Lunch at the Dinning Lodge and ensuing discussions were enjoyed by both the students and professionals.  This lunch break gave us the opportunity to sit down and share more on the type of work we do in the geologic profession and to listen to current interests of our next generation of professional geologists.
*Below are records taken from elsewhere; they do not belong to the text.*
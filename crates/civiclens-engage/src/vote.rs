//! Vote casting.
//!
//! One entry point drives the whole toggle machine: a fresh cast adds a
//! ledger row, repeating the same kind removes it, casting the other
//! kind rewrites the row in place. The issue counters move by the
//! transition's deltas in the same mutation, so the ledger and the
//! counts can never drift apart. A switch keeps the original row id
//! and first-cast time.

use std::path::Path;

use chrono::{DateTime, Utc};
use civiclens_core::{VoteAction, VoteKind, apply_vote, notify};
use civiclens_store::{Notification, StateStore, Vote, mutate_state_jsonl};
use serde::Serialize;

use crate::error::{EngageError, EngageJsonlError};

/// One cast from one voter on one issue.
#[derive(Debug, Clone)]
pub struct CastVoteRequest {
    pub issue_id: String,
    pub voter_id: String,
    pub kind: VoteKind,
    pub now: DateTime<Utc>,
}

impl CastVoteRequest {
    pub fn new(issue_id: impl Into<String>, voter_id: impl Into<String>, kind: VoteKind) -> Self {
        Self {
            issue_id: issue_id.into(),
            voter_id: voter_id.into(),
            kind,
            now: Utc::now(),
        }
    }
}

/// What one cast did and the counts it left behind.
#[derive(Debug, Clone, PartialEq, Eq, Serialize)]
#[serde(rename_all = "camelCase")]
pub struct VoteReceipt {
    pub action: VoteAction,
    pub upvotes: i64,
    pub downvotes: i64,
}

/// Apply one cast against in-memory state.
///
/// The ledger row, the issue counters, and any reporter notification
/// move together; an `Err` leaves all three untouched.
pub fn cast_vote(
    store: &mut StateStore,
    request: &CastVoteRequest,
) -> Result<VoteReceipt, EngageError> {
    let issue = store
        .issue(&request.issue_id)
        .ok_or_else(|| EngageError::IssueNotFound(request.issue_id.clone()))?;
    let reporter_id = issue.reporter_id.clone();
    let issue_title = issue.title.clone();

    let voter = store
        .user(&request.voter_id)
        .ok_or_else(|| EngageError::UserNotFound(request.voter_id.clone()))?;
    let voter_name = voter.username.clone();

    let previous = store
        .vote_for(&request.issue_id, &request.voter_id)
        .map(|vote| vote.kind);
    let transition = apply_vote(previous, request.kind);

    match transition.next {
        None => {
            store.remove_vote(&request.issue_id, &request.voter_id);
        }
        Some(kind) => {
            // A switch keeps the existing row and its first-cast time.
            let row = match store.vote_for(&request.issue_id, &request.voter_id) {
                Some(existing) => {
                    let mut row = existing.clone();
                    row.kind = kind;
                    row
                }
                None => Vote::new(&request.issue_id, &request.voter_id, kind, request.now),
            };
            store.set_vote(row);
        }
    }

    let issue = store
        .issue_mut(&request.issue_id)
        .ok_or_else(|| EngageError::IssueNotFound(request.issue_id.clone()))?;
    issue.apply_vote_deltas(transition.upvote_delta, transition.downvote_delta);
    issue.touch_updated_at(request.now);
    let receipt = VoteReceipt {
        action: transition.action,
        upvotes: issue.upvotes,
        downvotes: issue.downvotes,
    };

    if let Some(draft) = notify::vote_cast(
        &reporter_id,
        &request.voter_id,
        &voter_name,
        &issue_title,
        transition.action,
        request.kind,
    ) {
        store.insert_notification(Notification::from_draft(draft, request.now));
    }

    tracing::debug!(
        issue_id = %request.issue_id,
        voter_id = %request.voter_id,
        action = transition.action.as_str(),
        "vote applied"
    );
    Ok(receipt)
}

/// Lock-scoped cast against a state JSONL path.
pub fn cast_vote_jsonl(
    path: impl AsRef<Path>,
    request: &CastVoteRequest,
) -> Result<VoteReceipt, EngageJsonlError> {
    mutate_state_jsonl(path, |store| {
        let receipt = cast_vote(store, request)?;
        Ok((receipt, true))
    })
}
Stop 3 Conkle’s Hollow:  Elizabeth Freeman volunteered to present Stop 3 in place of her fellow student, Leslie Williams, who was unable to attend.  This deep gorge has dense vegetation including ferns and moss because of the limited sunlight reaching the bottom of the gorge.  Conkle’s Hollow was named for W.J. Conkle whose initials and the date of 1797 were carved into the sandstone formation.

        

Stop 4 Rock House:  Paul Downing presented Stop 4 which is a true cave.  Rock House formed by water entering a principal joint resulting in a cave which is more than 200 feet long and 20 feet wide.  Windows in this cave were created by perpendicular joint sets.

        
 

ParticipantsAIPG Ohio Section Members - Tim Brown (Newsletter Editor), Curtis (Curt) Coe (President-Elect and Awards Chair), Tom Jenkins (President), Leonard Powell (Member-at-Large), Robin Roth (Student Chapters Chair), and Mort Schmidt (former Newsletter Editor); Prospective Members – Cassie Pollock with Cox-Colvin & Associates, Inc. and her husband, Matt Pollock an Ohio State University Graduate Student; WSU Students – Ashlynn Boedecker, Paul Downing, Elizabeth Freeman, Greg Geise, Amanda Meyer, Ken Saville (Van Driver), and Jennifer Schmidt; and WSU Department of Earth and Environmental SciencesProfessors – Dr. Songlin Cheng and Dr. Stacey Hundley.

Special thanksgo to WSU Students Greg Giese, John Michael Christenson and Randy Mickle for their tireless efforts in planning this event starting back in March 2013 and to WSU Department of Earth and Environmental Sciences Professor Dr. David F. Dominic, Interim Chairman, for editing the field trip announcement and field guidebook.  Wendy Davidson, AIPG National, provided support with general field trip logistics and insurance options. The WSU AIPG Student Chapter, through its national AIPG Foundation award, covered the costs of student lunches and shared in the cost of this tour with the AIPG Ohio Section, also through a portion of a 2011 national AIPG Foundation Donation, its participant members and friends to make this event possible.